=== SUPPLIED ENTRIES ===
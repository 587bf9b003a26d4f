//! Listener, connector and the single-message connection.

use std::io::{IoSlice, IoSliceMut};
use std::os::fd::{AsRawFd, FromRawFd, OwnedFd, RawFd};

use dmabuf_core::{BufferMetadata, DmaBufHandle};
use nix::errno::Errno;
use nix::sys::socket::{
    accept4, bind, connect, listen, recvmsg, sendmsg, socket, AddressFamily, Backlog,
    ControlMessage, ControlMessageOwned, MsgFlags, SockFlag, SockType,
};
use tracing::{debug, trace, warn};

use crate::endpoint::{BoundPath, Endpoint};
use crate::error::{is_peer_not_ready, ChannelError};
use crate::retry::{CancelToken, RetryPolicy};

// ---------------------------------------------------------------------------
// Socket helpers
// ---------------------------------------------------------------------------

fn seqpacket_socket() -> Result<OwnedFd, ChannelError> {
    socket(
        AddressFamily::Unix,
        SockType::SeqPacket,
        SockFlag::SOCK_CLOEXEC,
        None,
    )
    .map_err(|e| ChannelError::errno("socket", e))
}

/// Create a socket bound to `endpoint`. The returned guard unlinks the path
/// on drop.
fn bind_endpoint(endpoint: &Endpoint) -> Result<(OwnedFd, BoundPath), ChannelError> {
    let fd = seqpacket_socket()?;
    let addr = endpoint.addr()?;
    match bind(fd.as_raw_fd(), &addr) {
        Ok(()) => {}
        Err(Errno::EADDRINUSE) => {
            return Err(ChannelError::AddressInUse(endpoint.path().to_path_buf()))
        }
        Err(e) => return Err(ChannelError::errno("bind", e)),
    }
    debug!(path = %endpoint.path().display(), "bound socket");
    Ok((fd, BoundPath::new(endpoint.clone())))
}

// ---------------------------------------------------------------------------
// Listener (consumer side)
// ---------------------------------------------------------------------------

/// The consumer's listening socket.
#[derive(Debug)]
pub struct Listener {
    fd: OwnedFd,
    path: BoundPath,
}

impl Listener {
    /// Bind and listen on `endpoint`.
    ///
    /// Fails with [`ChannelError::AddressInUse`] if a socket file is already
    /// present; call [`Endpoint::remove_stale`] first to reclaim it.
    pub fn bind(endpoint: &Endpoint) -> Result<Self, ChannelError> {
        let (fd, path) = bind_endpoint(endpoint)?;
        let backlog = Backlog::new(1).map_err(|e| ChannelError::errno("listen", e))?;
        listen(&fd, backlog).map_err(|e| ChannelError::errno("listen", e))?;
        Ok(Self { fd, path })
    }

    pub fn endpoint(&self) -> &Endpoint {
        self.path.endpoint()
    }

    /// Block until a peer connects. No timeout.
    pub fn accept(&self) -> Result<Connection, ChannelError> {
        loop {
            match accept4(self.fd.as_raw_fd(), SockFlag::SOCK_CLOEXEC) {
                Ok(raw) => {
                    debug!(path = %self.endpoint().path().display(), "accepted peer");
                    // SAFETY: accept4 just returned this descriptor and nothing
                    // else owns it.
                    let fd = unsafe { OwnedFd::from_raw_fd(raw) };
                    return Ok(Connection { fd, _local: None });
                }
                Err(Errno::EINTR) => continue,
                Err(e) => return Err(ChannelError::errno("accept", e)),
            }
        }
    }
}

// ---------------------------------------------------------------------------
// Connector (producer side)
// ---------------------------------------------------------------------------

/// The producer's socket, bound to its own endpoint, not yet connected.
#[derive(Debug)]
pub struct Connector {
    fd: OwnedFd,
    path: BoundPath,
}

impl Connector {
    pub fn bind(endpoint: &Endpoint) -> Result<Self, ChannelError> {
        let (fd, path) = bind_endpoint(endpoint)?;
        Ok(Self { fd, path })
    }

    pub fn endpoint(&self) -> &Endpoint {
        self.path.endpoint()
    }

    /// Connect to `peer`, retrying for as long as the peer is not listening.
    ///
    /// Errors that only mean "not ready yet" are retried after the next
    /// backoff delay; any other error is returned immediately. The loop has
    /// no deadline and ends only on success, on a fatal error, or when
    /// `cancel` fires ([`ChannelError::Cancelled`]).
    pub fn connect_until(
        self,
        peer: &Endpoint,
        policy: &RetryPolicy,
        cancel: &CancelToken,
    ) -> Result<Connection, ChannelError> {
        let addr = peer.addr()?;
        let mut backoff = policy.backoff();
        let mut attempts: u64 = 0;
        let mut interrupted = false;
        loop {
            if cancel.is_cancelled() {
                return Err(ChannelError::Cancelled(peer.path().to_path_buf()));
            }
            attempts += 1;
            let result = connect(self.fd.as_raw_fd(), &addr);
            match settle_connect(result, interrupted) {
                Ok(()) => {
                    debug!(peer = %peer.path().display(), attempts, "connected");
                    return Ok(Connection {
                        fd: self.fd,
                        _local: Some(self.path),
                    });
                }
                Err(e) if is_peer_not_ready(e) || (interrupted && e == Errno::EALREADY) => {
                    interrupted |= e == Errno::EINTR;
                    let delay = backoff.next().unwrap_or(policy.max);
                    trace!(peer = %peer.path().display(), attempts, ?delay, "peer not ready: {e}");
                    if !cancel.sleep(delay) {
                        return Err(ChannelError::Cancelled(peer.path().to_path_buf()));
                    }
                }
                Err(e) => return Err(ChannelError::errno("connect", e)),
            }
        }
    }
}

/// An interrupted `connect` keeps going in the kernel, so a repeated call
/// may report `EALREADY` while it is still pending and `EISCONN` once it has
/// completed. The latter is a success.
fn settle_connect(result: nix::Result<()>, interrupted: bool) -> nix::Result<()> {
    match result {
        Err(Errno::EISCONN) if interrupted => Ok(()),
        other => other,
    }
}

// ---------------------------------------------------------------------------
// Connection
// ---------------------------------------------------------------------------

/// A connected socket that carries exactly one handshake message.
///
/// Dropping it closes the socket (and unlinks the producer's endpoint).
#[derive(Debug)]
pub struct Connection {
    fd: OwnedFd,
    _local: Option<BoundPath>,
}

impl Connection {
    /// Send `metadata` as payload and `handle` as `SCM_RIGHTS` in one
    /// message.
    ///
    /// The kernel installs a duplicate of the descriptor in the receiver, so
    /// the caller may close `handle` as soon as this returns.
    pub fn send_handle(
        &self,
        handle: &DmaBufHandle,
        metadata: &BufferMetadata,
    ) -> Result<(), ChannelError> {
        let payload = metadata.encode();
        let iov = [IoSlice::new(&payload)];
        let fds: [RawFd; 1] = [handle.as_raw_fd()];
        let cmsgs = [ControlMessage::ScmRights(&fds)];

        loop {
            match sendmsg::<()>(
                self.fd.as_raw_fd(),
                &iov,
                &cmsgs,
                MsgFlags::MSG_NOSIGNAL,
                None,
            ) {
                Ok(n) if n == payload.len() => {
                    debug!(%metadata, "sent buffer handle");
                    return Ok(());
                }
                Ok(n) => {
                    return Err(ChannelError::MalformedPayload(format!(
                        "short send: {n} of {} bytes",
                        payload.len()
                    )))
                }
                Err(Errno::EINTR) => continue,
                Err(Errno::EPIPE) | Err(Errno::ECONNRESET) => {
                    return Err(ChannelError::ChannelClosed)
                }
                Err(e) => return Err(ChannelError::errno("sendmsg", e)),
            }
        }
    }

    /// Block until the handshake message arrives.
    ///
    /// Either the full record and its descriptor are returned, or an error;
    /// descriptors that arrive with an invalid message are closed.
    pub fn receive_handle(&self) -> Result<(DmaBufHandle, BufferMetadata), ChannelError> {
        // One spare byte so an oversized message shows up as a size mismatch
        // even if the kernel does not flag truncation.
        let mut buf = [0u8; BufferMetadata::WIRE_SIZE + 1];
        let mut cmsg_space = nix::cmsg_space!([RawFd; 1]);

        let (bytes, flags, mut fds) = loop {
            let mut iov = [IoSliceMut::new(&mut buf)];
            let msg = match recvmsg::<()>(
                self.fd.as_raw_fd(),
                &mut iov,
                Some(&mut cmsg_space),
                MsgFlags::MSG_CMSG_CLOEXEC,
            ) {
                Ok(msg) => msg,
                Err(Errno::EINTR) => continue,
                Err(Errno::ECONNRESET) => return Err(ChannelError::ChannelClosed),
                Err(e) => return Err(ChannelError::errno("recvmsg", e)),
            };

            let mut fds = Vec::new();
            let cmsgs = msg
                .cmsgs()
                .map_err(|e| ChannelError::errno("recvmsg control data", e))?;
            for cmsg in cmsgs {
                match cmsg {
                    ControlMessageOwned::ScmRights(raw) => {
                        for fd in raw {
                            // SAFETY: the kernel just installed this descriptor
                            // for us and nothing else refers to it.
                            fds.push(unsafe { OwnedFd::from_raw_fd(fd) });
                        }
                    }
                    other => warn!("ignoring unexpected control message: {other:?}"),
                }
            }
            break (msg.bytes, msg.flags, fds);
        };

        if bytes == 0 && fds.is_empty() {
            return Err(ChannelError::ChannelClosed);
        }
        if flags.intersects(MsgFlags::MSG_TRUNC | MsgFlags::MSG_CTRUNC) {
            return Err(ChannelError::MalformedPayload(format!(
                "message truncated ({flags:?})"
            )));
        }
        let metadata = BufferMetadata::decode(&buf[..bytes])
            .map_err(|e| ChannelError::MalformedPayload(e.to_string()))?;
        let fd = match fds.len() {
            0 => return Err(ChannelError::MissingHandle),
            1 => fds.remove(0),
            n => {
                return Err(ChannelError::MalformedPayload(format!(
                    "expected one descriptor, got {n}"
                )))
            }
        };

        debug!(%metadata, fd = fd.as_raw_fd(), "received buffer handle");
        Ok((DmaBufHandle::from(fd), metadata))
    }
}

impl AsRawFd for Connection {
    fn as_raw_fd(&self) -> RawFd {
        self.fd.as_raw_fd()
    }
}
===
• [EXERCISE DESCRIPTION] When a line of the entries contains the word "EALREADY", it counts toward the total; reply with that total alone.

• [YOUR RESPONSE] 2